Senior clinician Benedict Michael hasn’t slept more than four hours a night since February. While many in the field would say science is a slow process, the opposite is true for Michael since he started leading groundbreaking research into the neurological complications caused by Covid-19.
“When it became apparent the virus had taken hold in Italy, I said to the guys, ‘We’ve got to get something up and running’,” Michael, from the University of Liverpool, tells NR Times.
Michael led a similar programme during the H1N1 epidemic over a decade ago, when he noticed that, while the number of people who developed neurological complications was low, they were often the most severe cases.
Michael wanted to find out: what is Covid-19 doing to the brain, how is it doing it, what makes a person more at risk of these complications, and how do these patients recover? And so, the National Surveillance Programme for Neurological Complications of COVID-19 was born – just in time for Covid-19 coming to the UK.
Michael and his team developed a way for doctors to record the symptoms of patients experiencing neurological and psychiatric complications through their membership organisations, collaborating with the Association of British Neurologists, British Paediatric Neurology Association, British Association of Stroke Physicians and the Royal College of Psychiatry.
Michael applied for permission to use the data, so he could see complications doctors were seeing, and developed a series of online portals that members of the four bodies could access, to fill out a form.
“We needed something quick and easy to use for busy doctors who are running around,” Michael says.
When the Spanish flu took hold 100 years ago, there were reports of patients developing neurological symptoms, Michael says, but they didn’t have the tools to understand what was going on in the patients.
They didn’t know, for example, if the virus was directly affecting the brain, or if it was the body’s immune response to the virus.
“This is our first opportunity as a neuroscience community to understand the role of the virus and the immune response,” Michael says.
The researchers first excluded easily recognisable causes for conditions, such as older patients with several existing conditions, who might already be confused and agitated.
The data, published in the Lancet journal, has revealed that 50 percent of patients with alterations in their mental state were under the age of 60, which Michael says are cases of unexplained neurological and psychological complications.
The most common reported brain complication was stroke, experienced by 77 of the total 125 cases researchers looked at.
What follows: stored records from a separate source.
//! Atomic multi-item write coordination.
//!
//! Callers queue writes into a [`WriteBatch`] (each with a mandatory
//! human-readable description) and submit the batch through
//! [`TransactionCoordinator::execute`]. Either every write commits or none
//! does; there is no partial-commit state and the coordinator performs no
//! retries. Retry policy belongs to the caller.

mod coordinator;
mod write;

pub use coordinator::{
    TransactionCoordinator, MAX_TRANSACTION_BYTES, MAX_TRANSACTION_OPERATIONS,
};
pub use write::{TransactionWrite, WriteBatch};
//! Code point classes used by the pretokenization grammars.
//!
//! The regex patterns are written in terms of `\p{L}`, `\p{N}` and `\s`. The
//! scanner needs the same classes without a regex engine:
//!
//! - `\p{L}`: General_Category Letter (Lu, Ll, Lt, Lm, Lo)
//! - `\p{N}`: General_Category Number (Nd, Nl, No)
//! - `\s`: the White_Space property, which is what [`char::is_whitespace`] tests
//!
//! `char::is_alphabetic` is deliberately not used for letters: the Alphabetic
//! property also covers letter numbers and many combining marks, which `\p{L}`
//! does not.

use unicode_properties::{GeneralCategoryGroup, UnicodeGeneralCategory};

/// `\p{L}`
#[inline]
pub fn is_letter(c: char) -> bool {
    if c.is_ascii() {
        return c.is_ascii_alphabetic();
    }
    c.general_category_group() == GeneralCategoryGroup::Letter
}

/// `\p{N}`
#[inline]
pub fn is_numeral(c: char) -> bool {
    if c.is_ascii() {
        return c.is_ascii_digit();
    }
    c.general_category_group() == GeneralCategoryGroup::Number
}

/// `\s`
#[inline]
pub fn is_whitespace(c: char) -> bool {
    c.is_whitespace()
}

/// `[\r\n]`
#[inline]
pub fn is_newline(c: char) -> bool {
    c == '\r' || c == '\n'
}

/// `[^\s\p{L}\p{N}]`: punctuation, symbols, marks, controls and so on.
#[inline]
pub fn is_symbol(c: char) -> bool {
    !is_whitespace(c) && !is_letter(c) && !is_numeral(c)
}

/// `[^\r\n\p{L}\p{N}]`: the optional one-character prefix of a letter run.
///
/// Unlike [`is_symbol`] this admits whitespace other than CR and LF, which is
/// how `" Hello"` and `"\tHello"` stay one pretoken.
#[inline]
pub fn is_letter_prefix(c: char) -> bool {
    !is_newline(c) && !is_letter(c) && !is_numeral(c)
}

/// Simple case folding restricted to the letters that occur in English
/// contraction suffixes.
///
/// `ſ` (U+017F LATIN SMALL LETTER LONG S) folds to `s`; no other non-ASCII
/// code point folds onto `s t r e v m l d`.
#[inline]
pub fn fold_contraction_letter(c: char) -> char {
    match c {
        '\u{017F}' => 's',
        c => c.to_ascii_lowercase(),
    }
}

#[cfg(test)]
mod tests {
    use super::*;

    #[test]
    fn test_letters() {
        for c in ['a', 'Z', 'é', 'ß', 'Ω', 'я', '中', 'あ', 'ǅ', 'ʰ'] {
            assert!(is_letter(c), "{c:?} should be a letter");
        }
        // Combining marks and letter numbers are Alphabetic but not \p{L}.
        for c in ['\u{0301}', '\u{094D}', 'Ⅻ', '1', '_', ' '] {
            assert!(!is_letter(c), "{c:?} should not be a letter");
        }
    }

    #[test]
    fn test_numerals() {
        for c in ['0', '9', '٣', '५', 'Ⅻ', '½', '²', '〇'] {
            assert!(is_numeral(c), "{c:?} should be a numeral");
        }
        for c in ['a', '-', '.', ' '] {
            assert!(!is_numeral(c), "{c:?} should not be a numeral");
        }
    }

    #[test]
    fn test_whitespace() {
        for c in [' ', '\t', '\n', '\r', '\u{000B}', '\u{000C}', '\u{0085}', '\u{00A0}', '\u{3000}']
        {
            assert!(is_whitespace(c), "{c:?} should be whitespace");
        }
        // Zero width space is a format character, not White_Space.
        assert!(!is_whitespace('\u{200B}'));
    }

    #[test]
    fn test_symbol_and_prefix_classes() {
        assert!(is_symbol('@'));
        assert!(is_symbol('\''));
        assert!(is_symbol('\u{0301}'));
        assert!(!is_symbol(' '));
        assert!(!is_symbol('a'));

        assert!(is_letter_prefix(' '));
        assert!(is_letter_prefix('\t'));
        assert!(is_letter_prefix('@'));
        assert!(!is_letter_prefix('\n'));
        assert!(!is_letter_prefix('\r'));
        assert!(!is_letter_prefix('7'));
        assert!(!is_letter_prefix('x'));
    }

    #[test]
    fn test_fold_contraction_letter() {
        assert_eq!(fold_contraction_letter('S'), 's');
        assert_eq!(fold_contraction_letter('ſ'), 's');
        assert_eq!(fold_contraction_letter('L'), 'l');
        assert_eq!(fold_contraction_letter('é'), 'é');
    }
}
Most of these strokes were caused by a blood clot in the brain, while nine were caused by haemorrhage and one was caused by inflammation in the blood vessels of the brain. Seven patients showed inflammation in the brain (encephalitis).
There could be several mechanisms at play in cases where Covid-19 affects the brain in this way.
“We currently think the chances of the virus getting into the brain are rare We do see inflammation when looking at MRI brain scans, but no virus in the spinal fluid,” Michael says.
“We also don’t know to what extent the psychological pressures of being hospitalised during the context of the pandemic,” Michael says. “They can’t see their family, and doctors are gowned up and wearing masks. What does this do to the mental state of a person already at risk of developing a mental health disorder?”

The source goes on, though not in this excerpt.